CUTS calls for the addressing of imbalances in mining revenue

Consumer Unit and Trust Society (CUTS) says there is need to address the imbalances with regard to the actual revenue being generated by the mining sector.

CUTS centre Coordinator Simon Ngona says it unfortunate that the reports for 2012 and 2013 done by the Extractive Industry Transparency Initiative (EITI) have continued to show that there is something wrong between government and the mining sector.

Mr. Ngona says it is of great concern to have inaccurate figures on the actual revenue being generated by the mining companies if the country has to benefit fairly from the mineral royalty tax.

According the EITI 2012 and 2013 reports, for the third year in a row, the mining sector generated roughly US $1.5 billion in revenue in 2013, representing nearly 30% of total government income.
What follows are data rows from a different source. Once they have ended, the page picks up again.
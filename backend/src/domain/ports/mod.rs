//! Domain ports and supporting types for the hexagonal boundary.

mod macros;
pub(crate) use macros::define_port_error;

mod referral_code_source;
mod user_registration;
mod user_repository;
mod users_query;

#[cfg(test)]
pub use referral_code_source::MockReferralCodeSource;
pub use referral_code_source::{ReferralCodeSource, ScriptedReferralCodeSource};
#[cfg(test)]
pub use user_registration::MockUserRegistration;
pub use user_registration::{RegistrationReceipt, RegistrationRequest, UserRegistration};
#[cfg(test)]
pub use user_repository::MockUserRepository;
pub use user_repository::{UserRepository, UserRepositoryError};
#[cfg(test)]
pub use users_query::MockUsersQuery;
pub use users_query::UsersQuery;

#[cfg(test)]
mod tests;
//! Referral tracking service.
//!
//! Users register with a name and email, optionally citing another user's
//! referral code; both parties then receive points. The domain lives in
//! [`domain`], HTTP adapters in [`inbound`] and the in-memory store in
//! [`outbound`].

pub mod doc;
pub mod domain;
pub mod inbound;
pub mod middleware;
pub mod outbound;
#[cfg(any(test, feature = "test-support"))]
pub mod test_support;

/// Public OpenAPI surface used by Swagger UI and tooling.
pub use doc::ApiDoc;
pub use domain::TraceId;
pub use middleware::Trace;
The EITI Reports also indicate that copper production increased by over 8% from 2012 to 2013 with foreign investment helping push production levels up in 2012 alone, with more than US$4 billion invested in the mining sector.

Despite the hike in productivity, government revenue rose only slightly in 2013, partly because the average price for copper decreased.

In 2013, royalty payments represented 21% of government revenue from the sector, a bigger share than in the previous years.

In addition to higher production, this was due to an increase in the royalty rate.

Corporate income tax payments, on the other hand, were lower in 2013. This was partly because lower copper prices hit mining companies’ profits in 2013.